#[cfg(test)]
#[allow(clippy::unwrap_used)]
mod tests {
    use rust_decimal::Decimal;

    use super::*;
    use crate::identity::LocalAuthProvider;
    use crate::remote::MemoryCartStore;
    use crate::storage::{CART_STORAGE_KEY, LocalStore, MemoryStore};

    fn pid(id: &str) -> ProductId {
        ProductId::parse(id).unwrap()
    }

    fn product(id: &str, cents: i64) -> CartProduct {
        CartProduct {
            product_id: pid(id),
            name: format!("Product {id}"),
            unit_label: None,
            image_ref: None,
            unit_price: Price::from_amount(Decimal::new(cents, 2)).unwrap(),
        }
    }

    fn quantities(items: &[CartLineItem]) -> Vec<(String, u32)> {
        items
            .iter()
            .map(|line| (line.product_id.to_string(), line.quantity))
            .collect()
    }

    struct Harness {
        device: Arc<MemoryStore>,
        remote: Arc<MemoryCartStore>,
        identity: IdentityResolver,
        cart: CartManager,
    }

    fn harness(initial: CartIdentity) -> Harness {
        let device = Arc::new(MemoryStore::new());
        let remote = Arc::new(MemoryCartStore::new());
        let identity = IdentityResolver::new(Arc::new(LocalAuthProvider), initial);
        let cart = CartManager::new(
            LocalCart::new(device.clone(), CART_STORAGE_KEY),
            remote.clone(),
            identity.clone(),
            Duration::from_millis(500),
        );
        Harness {
            device,
            remote,
            identity,
            cart,
        }
    }

    #[test]
    fn test_add_line_merges() {
        let mut items = Vec::new();
        add_line(&mut items, &product("P1", 100), 1);
        add_line(&mut items, &product("P2", 100), 1);
        add_line(&mut items, &product("P1", 100), 2);
        assert_eq!(
            quantities(&items),
            vec![("P1".to_owned(), 3), ("P2".to_owned(), 1)]
        );
    }

    #[test]
    fn test_add_zero_is_noop() {
        let mut items = Vec::new();
        assert_eq!(add_line(&mut items, &product("P1", 100), 0), Effect::Unchanged);
        assert!(items.is_empty());
    }

    #[test]
    fn test_adjust_line_clamps_and_removes() {
        let mut items = Vec::new();
        add_line(&mut items, &product("P1", 100), 2);

        adjust_line(&mut items, &pid("P1"), 3);
        assert_eq!(quantities(&items), vec![("P1".to_owned(), 5)]);

        assert_eq!(
            adjust_line(&mut items, &pid("P1"), -10),
            Effect::Changed(pid("P1"))
        );
        assert!(items.is_empty());
    }

    #[test]
    fn test_adjust_unknown_product_is_noop() {
        let mut items = Vec::new();
        assert_eq!(adjust_line(&mut items, &pid("P1"), 1), Effect::Unchanged);
        assert!(items.is_empty());
    }

    #[tokio::test(flavor = "current_thread", start_paused = true)]
    async fn test_guest_changes_rewrite_device_blob() {
        let h = harness(CartIdentity::None);
        h.cart.initialize().await;
        assert_eq!(h.cart.status(), CartStatus::Ready);

        h.cart.add_item(product("P1", 250), 2);
        h.cart.update_quantity(&pid("P1"), 1);

        let blob = h.device.get(CART_STORAGE_KEY).unwrap().unwrap();
        let stored: Vec<CartLineItem> = serde_json::from_str(&blob).unwrap();
        assert_eq!(stored, h.cart.items());
        assert_eq!(h.cart.item_count(), 3);
        assert_eq!(h.cart.subtotal().amount(), Decimal::new(750, 2));
        assert_eq!(h.remote.call_count(), 0);
    }

    #[tokio::test(flavor = "current_thread", start_paused = true)]
    async fn test_changes_before_initialize_are_replayed() {
        let h = harness(CartIdentity::None);
        h.device
            .set(
                CART_STORAGE_KEY,
                &serde_json::to_string(&vec![CartLineItem::new(product("P1", 100), 1)]).unwrap(),
            )
            .unwrap();

        h.cart.add_item(product("P2", 100), 1);
        assert!(h.cart.is_loading());
        assert_eq!(quantities(&h.cart.items()), vec![("P2".to_owned(), 1)]);
        // Nothing is written before the owner of the cart is known.
        assert_eq!(h.device.writes(), 1);

        h.cart.initialize().await;

        assert_eq!(
            quantities(&h.cart.items()),
            vec![("P1".to_owned(), 1), ("P2".to_owned(), 1)]
        );
        let stored: Vec<CartLineItem> =
            serde_json::from_str(&h.device.get(CART_STORAGE_KEY).unwrap().unwrap()).unwrap();
        assert_eq!(stored, h.cart.items());
    }

    #[tokio::test(flavor = "current_thread", start_paused = true)]
    async fn test_authenticated_changes_are_debounced() {
        let user = IdentityId::new_random();
        let h = harness(CartIdentity::Authenticated(user));
        h.remote.insert_product(product("P1", 100));
        h.cart.initialize().await;
        let cart_id = h.cart.cart_id().unwrap();

        h.cart.add_item(product("P1", 100), 1);
        assert!(h.cart.has_pending_changes());
        assert!(h.remote.upserts().is_empty());

        tokio::time::sleep(Duration::from_millis(600)).await;
        h.cart.settle().await;

        assert!(!h.cart.has_pending_changes());
        assert_eq!(h.remote.quantity(cart_id, &pid("P1")), Some(1));
        assert_eq!(h.device.reads(), 0);
        assert_eq!(h.device.writes(), 0);
    }

    #[tokio::test(flavor = "current_thread", start_paused = true)]
    async fn test_flush_now_skips_quiet_period() {
        let user = IdentityId::new_random();
        let h = harness(CartIdentity::Authenticated(user));
        h.cart.initialize().await;
        let cart_id = h.cart.cart_id().unwrap();

        h.cart.add_item(product("P1", 100), 4);
        let report = h.cart.flush_now().await;

        assert_eq!(report.upserted, vec![pid("P1")]);
        assert_eq!(h.remote.quantity(cart_id, &pid("P1")), Some(4));
    }

    #[tokio::test(flavor = "current_thread", start_paused = true)]
    async fn test_sign_in_reloads_from_remote() {
        let h = harness(CartIdentity::None);
        let user = IdentityId::new_random();
        h.remote.insert_product(product("P2", 100));
        h.remote.seed_cart(user, &[(pid("P2"), 2)]);

        h.cart.initialize().await;
        h.cart.add_item(product("P1", 100), 1);

        h.identity.sign_in(user);
        // Let the identity watcher run the reload.
        while h.cart.identity() != CartIdentity::Authenticated(user) || h.cart.is_loading() {
            tokio::task::yield_now().await;
        }

        assert_eq!(quantities(&h.cart.items()), vec![("P2".to_owned(), 2)]);
        // The guest blob is left on the device untouched.
        assert!(h.device.get(CART_STORAGE_KEY).unwrap().is_some());
    }

    #[tokio::test(flavor = "current_thread", start_paused = true)]
    async fn test_anonymous_identity_keeps_local_cart() {
        let h = harness(CartIdentity::None);
        h.cart.initialize().await;

        h.cart.add_item_with_identity(product("P1", 100), 1);
        h.cart.settle().await;
        for _ in 0..10 {
            tokio::task::yield_now().await;
        }

        assert!(matches!(h.identity.current(), CartIdentity::Anonymous(_)));
        assert!(matches!(h.cart.identity(), CartIdentity::Anonymous(_)));
        assert_eq!(quantities(&h.cart.items()), vec![("P1".to_owned(), 1)]);
        assert_eq!(h.remote.call_count(), 0);
    }

    #[tokio::test(flavor = "current_thread", start_paused = true)]
    async fn test_close_flushes_pending_changes() {
        let user = IdentityId::new_random();
        let h = harness(CartIdentity::Authenticated(user));
        h.cart.initialize().await;
        let cart_id = h.cart.cart_id().unwrap();

        h.cart.add_item(product("P1", 100), 2);
        h.cart.close().await;

        assert_eq!(h.remote.quantity(cart_id, &pid("P1")), Some(2));
    }
}
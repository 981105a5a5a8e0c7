//! Core types for Grocer.
//!
//! This module provides type-safe wrappers for common domain concepts.

pub mod cart;
pub mod id;
pub mod price;

pub use cart::{CartBackend, CartIdentity, CartLineItem, CartProduct, CartStatus, subtotal};
pub use id::*;
pub use price::{CurrencyCode, Price, PriceError};
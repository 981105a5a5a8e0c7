//! Seed the product catalog from a YAML file.
//!
//! ```yaml
//! products:
//!   - id: banana
//!     name: Bananas
//!     unit_label: per bunch
//!     price: "2.49"
//!   - id: oat-milk
//!     name: Oat Milk
//!     price: "3.99"
//! ```
//!
//! Existing products are updated in place, so seeding is repeatable.

use std::path::Path;

use rust_decimal::Decimal;
use serde::Deserialize;
use thiserror::Error;
use tracing::{error, info};

use grocer_core::{CartProduct, CurrencyCode, Price, ProductId};
use grocer_storefront::config::StorefrontConfig;
use grocer_storefront::db::{self, ProductRepository, RepositoryError};

use super::{CommandError, require_database_url};

/// Errors that can occur while seeding.
#[derive(Debug, Error)]
pub enum SeedError {
    #[error(transparent)]
    Command(#[from] CommandError),

    #[error("Failed to read {path}: {source}")]
    Read {
        path: String,
        source: std::io::Error,
    },

    #[error("Invalid catalog file: {0}")]
    Parse(#[from] serde_yaml::Error),

    #[error("{0} invalid products in catalog file")]
    Invalid(usize),

    #[error("Database error: {0}")]
    Database(#[from] sqlx::Error),

    #[error("Repository error: {0}")]
    Repository(#[from] RepositoryError),
}

/// Catalog file contents.
#[derive(Debug, Deserialize)]
pub struct CatalogFile {
    pub products: Vec<SeedProduct>,
}

/// One catalog entry.
#[derive(Debug, Deserialize)]
pub struct SeedProduct {
    pub id: String,
    pub name: String,
    #[serde(default)]
    pub unit_label: Option<String>,
    #[serde(default)]
    pub image_ref: Option<String>,
    pub price: Decimal,
    #[serde(default)]
    pub currency: CurrencyCode,
}

impl TryFrom<SeedProduct> for CartProduct {
    type Error = String;

    fn try_from(entry: SeedProduct) -> Result<Self, Self::Error> {
        let product_id = ProductId::parse(&entry.id).map_err(|e| format!("{:?}: {e}", entry.id))?;
        let unit_price =
            Price::new(entry.price, entry.currency).map_err(|e| format!("{product_id}: {e}"))?;
        Ok(Self {
            product_id,
            name: entry.name,
            unit_label: entry.unit_label,
            image_ref: entry.image_ref,
            unit_price,
        })
    }
}

/// Parse and validate a catalog file, reporting every invalid entry.
///
/// # Errors
///
/// Returns an error if the YAML is malformed or any entry is invalid.
pub fn parse_catalog(content: &str) -> Result<Vec<CartProduct>, SeedError> {
    let file: CatalogFile = serde_yaml::from_str(content)?;

    let mut products = Vec::with_capacity(file.products.len());
    let mut invalid = 0;
    for entry in file.products {
        match CartProduct::try_from(entry) {
            Ok(product) => products.push(product),
            Err(e) => {
                error!("  - invalid product {e}");
                invalid += 1;
            }
        }
    }

    if invalid > 0 {
        return Err(SeedError::Invalid(invalid));
    }
    Ok(products)
}

/// Load products from `file_path` into the catalog.
///
/// # Errors
///
/// Returns an error if the file is unreadable or invalid, or if a database
/// operation fails.
pub async fn products(config: &StorefrontConfig, file_path: &Path) -> Result<(), SeedError> {
    info!(path = %file_path.display(), "Loading catalog from file");
    let content = tokio::fs::read_to_string(file_path)
        .await
        .map_err(|source| SeedError::Read {
            path: file_path.display().to_string(),
            source,
        })?;

    // Validate before connecting to the database
    let products = parse_catalog(&content)?;
    info!(products = products.len(), "Catalog validated");

    let pool = db::create_pool(require_database_url(config)?).await?;
    let repo = ProductRepository::new(&pool);
    for product in &products {
        repo.upsert(product).await?;
    }

    info!("Seeding complete!");
    info!("  Products upserted: {}", products.len());
    info!("  Catalog size: {}", repo.count().await?);
    Ok(())
}

#[cfg(test)]
#[allow(clippy::unwrap_used)]
mod tests {
    use super::*;

    #[test]
    fn test_parse_catalog() {
        let products = parse_catalog(
            r#"
products:
  - id: banana
    name: Bananas
    unit_label: per bunch
    price: "2.49"
  - id: oat-milk
    name: Oat Milk
    price: "3.99"
    currency: EUR
"#,
        )
        .unwrap();

        assert_eq!(products.len(), 2);
        let banana = products.first().unwrap();
        assert_eq!(banana.product_id.as_str(), "banana");
        assert_eq!(banana.unit_label.as_deref(), Some("per bunch"));
        assert_eq!(banana.unit_price.amount(), Decimal::new(249, 2));
        assert_eq!(
            products.get(1).unwrap().unit_price.currency_code(),
            CurrencyCode::EUR
        );
    }

    #[test]
    fn test_parse_catalog_rejects_invalid_entries() {
        let result = parse_catalog(
            r#"
products:
  - id: "  "
    name: Blank
    price: "1.00"
  - id: refund
    name: Negative
    price: "-1.00"
"#,
        );
        assert!(matches!(result, Err(SeedError::Invalid(2))));
    }
}
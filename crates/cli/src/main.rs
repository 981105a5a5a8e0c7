//! Grocer CLI - Database migrations, catalog seeding, and cart tools.
//!
//! # Usage
//!
//! ```bash
//! # Run storefront database migrations
//! grocer-cli migrate
//!
//! # Load products from a YAML catalog
//! grocer-cli seed products catalog.yaml
//!
//! # Inspect or edit a cart (guest by default, `--user` for a signed-in cart)
//! grocer-cli cart show
//! grocer-cli cart add banana --quantity 2
//! grocer-cli cart --user 6f1c2d9e-0c59-4f4e-9d0e-1e2f3a4b5c6d update banana -- -1
//! ```
//!
//! # Commands
//!
//! - `migrate` - Run database migrations
//! - `seed products` - Upsert catalog products from YAML
//! - `cart` - Show, add, update, remove, or clear cart lines

#![cfg_attr(not(test), forbid(unsafe_code))]

use std::path::PathBuf;

use clap::{Parser, Subcommand};
use rust_decimal::Decimal;
use sentry::integrations::tracing as sentry_tracing;
use tracing_subscriber::{layer::SubscriberExt, util::SubscriberInitExt};
use uuid::Uuid;

use grocer_storefront::config::StorefrontConfig;

mod commands;

use commands::cart::CartAction;

#[derive(Parser)]
#[command(name = "grocer-cli")]
#[command(author, version, about = "Grocer CLI tools")]
struct Cli {
    #[command(subcommand)]
    command: Commands,
}

#[derive(Subcommand)]
enum Commands {
    /// Run database migrations
    Migrate,
    /// Seed the database
    Seed {
        #[command(subcommand)]
        target: SeedTarget,
    },
    /// Inspect or edit a cart
    Cart {
        /// Act as this signed-in user instead of a guest
        #[arg(short, long, global = true)]
        user: Option<Uuid>,

        #[command(subcommand)]
        action: CartCommand,
    },
}

#[derive(Subcommand)]
enum SeedTarget {
    /// Upsert catalog products from a YAML file
    Products {
        /// Path to the catalog YAML file
        file: PathBuf,
    },
}

#[derive(Subcommand)]
enum CartCommand {
    /// Show the cart
    Show,
    /// Add units of a product
    Add {
        /// Product id
        product_id: String,

        /// Units to add
        #[arg(short, long, default_value_t = 1)]
        quantity: u32,

        /// Display name, for products missing from the catalog
        #[arg(long)]
        name: Option<String>,

        /// Unit price, for products missing from the catalog
        #[arg(long)]
        price: Option<Decimal>,
    },
    /// Change a line's quantity by a signed amount
    Update {
        /// Product id
        product_id: String,

        /// Quantity change (e.g., 2 or -1)
        #[arg(allow_negative_numbers = true)]
        delta: i64,
    },
    /// Remove a line
    Remove {
        /// Product id
        product_id: String,
    },
    /// Empty the cart
    Clear,
}

impl From<CartCommand> for CartAction {
    fn from(command: CartCommand) -> Self {
        match command {
            CartCommand::Show => Self::Show,
            CartCommand::Add {
                product_id,
                quantity,
                name,
                price,
            } => Self::Add {
                product_id,
                quantity,
                name,
                price,
            },
            CartCommand::Update { product_id, delta } => Self::Update { product_id, delta },
            CartCommand::Remove { product_id } => Self::Remove { product_id },
            CartCommand::Clear => Self::Clear,
        }
    }
}

/// Initialize Sentry error tracking and return guard that must be kept alive.
fn init_sentry(config: &StorefrontConfig) -> Option<sentry::ClientInitGuard> {
    let dsn = config.sentry_dsn.as_ref()?;

    let guard = sentry::init((
        dsn.as_str(),
        sentry::ClientOptions {
            release: sentry::release_name!(),
            attach_stacktrace: true,
            ..Default::default()
        },
    ));

    Some(guard)
}

/// Filter tracing events to Sentry event types.
fn sentry_event_filter(metadata: &tracing::Metadata<'_>) -> sentry_tracing::EventFilter {
    match *metadata.level() {
        tracing::Level::ERROR | tracing::Level::WARN => sentry_tracing::EventFilter::Event,
        tracing::Level::INFO | tracing::Level::DEBUG => sentry_tracing::EventFilter::Breadcrumb,
        _ => sentry_tracing::EventFilter::Ignore,
    }
}

#[tokio::main]
async fn main() {
    let cli = Cli::parse();

    let config = StorefrontConfig::from_env();

    // Sentry must be initialized before the tracing subscriber
    let _sentry_guard = config.as_ref().ok().and_then(init_sentry);

    let env_filter = tracing_subscriber::EnvFilter::try_from_default_env()
        .unwrap_or_else(|_| "grocer_cli=info,grocer_storefront=info".into());

    tracing_subscriber::registry()
        .with(env_filter)
        .with(tracing_subscriber::fmt::layer())
        .with(sentry_tracing::layer().event_filter(sentry_event_filter))
        .init();

    let result = match config {
        Ok(config) => run(cli, &config).await,
        Err(e) => Err(e.into()),
    };

    if let Err(e) = result {
        tracing::error!("Command failed: {e}");
        std::process::exit(1);
    }
}

async fn run(cli: Cli, config: &StorefrontConfig) -> Result<(), Box<dyn std::error::Error>> {
    match cli.command {
        Commands::Migrate => commands::migrate::run(config).await?,
        Commands::Seed { target } => match target {
            SeedTarget::Products { file } => commands::seed::products(config, &file).await?,
        },
        Commands::Cart { user, action } => {
            commands::cart::run(config, user, action.into()).await?;
        }
    }
    Ok(())
}
//! Integration test support for Grocer cart synchronization.
//!
//! Wires a [`CartManager`] to in-memory device storage, an in-memory remote
//! store, and a local identity provider, so whole-cart behavior can be tested
//! without a database.
//!
//! # Running Tests
//!
//! ```bash
//! cargo test -p grocer-integration-tests
//! ```
//!
//! Tests run on a paused Tokio clock (`start_paused = true`); sleeping past
//! the quiet period is instant.

#![allow(clippy::unwrap_used)]

use std::sync::Arc;
use std::time::Duration;

use async_trait::async_trait;
use rust_decimal::Decimal;

use grocer_core::{
    CartId, CartIdentity, CartLineItem, CartProduct, IdentityId, Price, ProductId,
};
use grocer_storefront::CartManager;
use grocer_storefront::identity::{AuthError, AuthProvider, IdentityResolver, LocalAuthProvider};
use grocer_storefront::remote::{MemoryCartStore, RemoteCartStore, RemoteError};
use grocer_storefront::storage::{CART_STORAGE_KEY, LocalCart, LocalStore, MemoryStore};

/// Quiet period used by test carts.
pub const QUIET_PERIOD: Duration = Duration::from_millis(500);

/// Parse a product id.
#[must_use]
pub fn pid(id: &str) -> ProductId {
    ProductId::parse(id).unwrap()
}

/// Catalog product priced in cents.
#[must_use]
pub fn product(id: &str, cents: i64) -> CartProduct {
    CartProduct {
        product_id: pid(id),
        name: format!("Product {id}"),
        unit_label: Some("each".to_owned()),
        image_ref: None,
        unit_price: Price::from_amount(Decimal::new(cents, 2)).unwrap(),
    }
}

/// `(product id, quantity)` pairs for compact assertions.
#[must_use]
pub fn quantities(items: &[CartLineItem]) -> Vec<(String, u32)> {
    items
        .iter()
        .map(|line| (line.product_id.to_string(), line.quantity))
        .collect()
}

/// Auth provider whose mints always fail.
#[derive(Debug, Clone, Copy, Default)]
pub struct RejectingAuthProvider;

#[async_trait]
impl AuthProvider for RejectingAuthProvider {
    async fn mint_anonymous(&self) -> Result<IdentityId, AuthError> {
        Err(AuthError::Rejected {
            status: 503,
            body: "signups disabled".to_owned(),
        })
    }
}

/// Remote store whose item upserts take `delay` to complete.
pub struct SlowUpsertStore {
    inner: Arc<MemoryCartStore>,
    delay: Duration,
}

#[async_trait]
impl RemoteCartStore for SlowUpsertStore {
    async fn find_cart_by_owner(&self, owner: IdentityId) -> Result<Option<CartId>, RemoteError> {
        self.inner.find_cart_by_owner(owner).await
    }

    async fn create_cart(&self, owner: IdentityId) -> Result<CartId, RemoteError> {
        self.inner.create_cart(owner).await
    }

    async fn list_items(&self, cart_id: CartId) -> Result<Vec<CartLineItem>, RemoteError> {
        self.inner.list_items(cart_id).await
    }

    async fn upsert_item(
        &self,
        cart_id: CartId,
        product_id: &ProductId,
        quantity: u32,
    ) -> Result<(), RemoteError> {
        tokio::time::sleep(self.delay).await;
        self.inner.upsert_item(cart_id, product_id, quantity).await
    }

    async fn delete_item(
        &self,
        cart_id: CartId,
        product_id: &ProductId,
    ) -> Result<(), RemoteError> {
        self.inner.delete_item(cart_id, product_id).await
    }

    async fn delete_all_items(&self, cart_id: CartId) -> Result<(), RemoteError> {
        self.inner.delete_all_items(cart_id).await
    }
}

/// A cart with inspectable storage.
pub struct TestCart {
    pub device: Arc<MemoryStore>,
    pub remote: Arc<MemoryCartStore>,
    pub identity: IdentityResolver,
    pub cart: CartManager,
}

impl TestCart {
    /// Uninitialized cart for `identity`.
    #[must_use]
    pub fn new(identity: CartIdentity) -> Self {
        Self::with_auth(identity, Arc::new(LocalAuthProvider))
    }

    /// Uninitialized cart for `identity` minting through `auth`.
    #[must_use]
    pub fn with_auth(identity: CartIdentity, auth: Arc<dyn AuthProvider>) -> Self {
        let remote = Arc::new(MemoryCartStore::new());
        Self::build(identity, auth, remote.clone(), remote)
    }

    /// Uninitialized cart for `identity` whose remote upserts each take `delay`.
    #[must_use]
    pub fn with_slow_upserts(identity: CartIdentity, delay: Duration) -> Self {
        let remote = Arc::new(MemoryCartStore::new());
        let store = Arc::new(SlowUpsertStore {
            inner: remote.clone(),
            delay,
        });
        Self::build(identity, Arc::new(LocalAuthProvider), remote, store)
    }

    fn build(
        identity: CartIdentity,
        auth: Arc<dyn AuthProvider>,
        remote: Arc<MemoryCartStore>,
        store: Arc<dyn RemoteCartStore>,
    ) -> Self {
        let device = Arc::new(MemoryStore::new());
        let identity = IdentityResolver::new(auth, identity);
        let cart = CartManager::new(
            LocalCart::new(device.clone(), CART_STORAGE_KEY),
            store,
            identity.clone(),
            QUIET_PERIOD,
        );
        Self {
            device,
            remote,
            identity,
            cart,
        }
    }

    /// Initialized guest cart.
    pub async fn guest() -> Self {
        let test = Self::new(CartIdentity::None);
        test.cart.initialize().await;
        test
    }

    /// Initialized cart for a signed-in user.
    pub async fn signed_in(user: IdentityId) -> Self {
        let test = Self::new(CartIdentity::Authenticated(user));
        test.cart.initialize().await;
        test
    }

    /// Let background work run until the cart has caught up with the
    /// current identity.
    pub async fn wait_for_identity(&self) {
        for _ in 0..1_000 {
            let current = self.identity.current();
            if self.cart.identity() == current && !self.cart.is_loading() {
                return;
            }
            tokio::task::yield_now().await;
        }
        panic!("cart never caught up with identity {:?}", self.identity.current());
    }

    /// Let the quiet period elapse and wait for the resulting writes.
    pub async fn sync(&self) {
        tokio::time::sleep(QUIET_PERIOD + Duration::from_millis(1)).await;
        self.cart.settle().await;
    }

    /// Cart lines stored on the device, if any.
    #[must_use]
    pub fn device_items(&self) -> Option<Vec<CartLineItem>> {
        self.device
            .get(CART_STORAGE_KEY)
            .unwrap()
            .map(|blob| serde_json::from_str(&blob).unwrap())
    }
}
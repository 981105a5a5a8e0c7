//! Remote cart record store.
//!
//! Authenticated carts live in a hosted record store as one `cart` row per
//! owner plus `cart_item` rows keyed by `(cart_id, product_id)`. This module
//! defines the operations the cart needs from that store; [`PgCartStore`]
//! talks to Postgres and [`MemoryCartStore`] keeps records in memory.
//!
//! [`PgCartStore`]: crate::db::PgCartStore

mod memory;

pub use memory::{MemoryCartStore, RemoteCall};

use async_trait::async_trait;
use thiserror::Error;

use grocer_core::{CartId, CartLineItem, IdentityId, ProductId};

use crate::db::RepositoryError;

/// Errors raised by a [`RemoteCartStore`].
#[derive(Debug, Error)]
pub enum RemoteError {
    /// Database operation failed.
    #[error("repository error: {0}")]
    Repository(#[from] RepositoryError),

    /// Referenced cart does not exist.
    #[error("cart not found: {0}")]
    CartNotFound(CartId),

    /// Store could not be reached or refused the request.
    #[error("remote store unavailable: {0}")]
    Unavailable(String),
}

/// Record operations on the remote cart store.
///
/// Writes are idempotent: `upsert_item` always sets the absolute quantity and
/// deleting a missing row succeeds.
#[async_trait]
pub trait RemoteCartStore: Send + Sync {
    /// Find the cart owned by `owner`.
    async fn find_cart_by_owner(&self, owner: IdentityId) -> Result<Option<CartId>, RemoteError>;

    /// Create a cart for `owner`. Returns the existing cart if one appeared concurrently.
    async fn create_cart(&self, owner: IdentityId) -> Result<CartId, RemoteError>;

    /// List cart lines joined with product display fields.
    async fn list_items(&self, cart_id: CartId) -> Result<Vec<CartLineItem>, RemoteError>;

    /// Insert or update the `(cart_id, product_id)` row. `quantity` is at least 1.
    async fn upsert_item(
        &self,
        cart_id: CartId,
        product_id: &ProductId,
        quantity: u32,
    ) -> Result<(), RemoteError>;

    /// Delete the `(cart_id, product_id)` row.
    async fn delete_item(&self, cart_id: CartId, product_id: &ProductId)
    -> Result<(), RemoteError>;

    /// Delete every row of the cart.
    async fn delete_all_items(&self, cart_id: CartId) -> Result<(), RemoteError>;
}

/// Find the owner's cart, creating it if absent.
///
/// # Errors
///
/// Returns the first store error encountered.
pub async fn resolve_cart(
    store: &dyn RemoteCartStore,
    owner: IdentityId,
) -> Result<CartId, RemoteError> {
    if let Some(cart_id) = store.find_cart_by_owner(owner).await? {
        return Ok(cart_id);
    }
    let cart_id = store.create_cart(owner).await?;
    tracing::info!(%owner, %cart_id, "Created remote cart");
    Ok(cart_id)
}
//! Grocer Core - Shared types library.
//!
//! This crate provides common types used across all Grocer components:
//! - `storefront` - Cart synchronization between device storage and the remote record store
//! - `cli` - Command-line tools for migrations, seeding, and driving a cart session
//!
//! # Architecture
//!
//! The core crate contains only types - no I/O, no database access,
//! no HTTP clients. This keeps it lightweight and allows it to be used anywhere.
//!
//! # Modules
//!
//! - [`types`] - Typed IDs, prices, cart lines, and visitor identity

#![cfg_attr(not(test), forbid(unsafe_code))]

pub mod types;

pub use types::*;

REQUIRED WORK - Count every line of the listing that includes the word "cents", then give that count and no other words.

OUTPUT FOR THIS EXERCISE - 5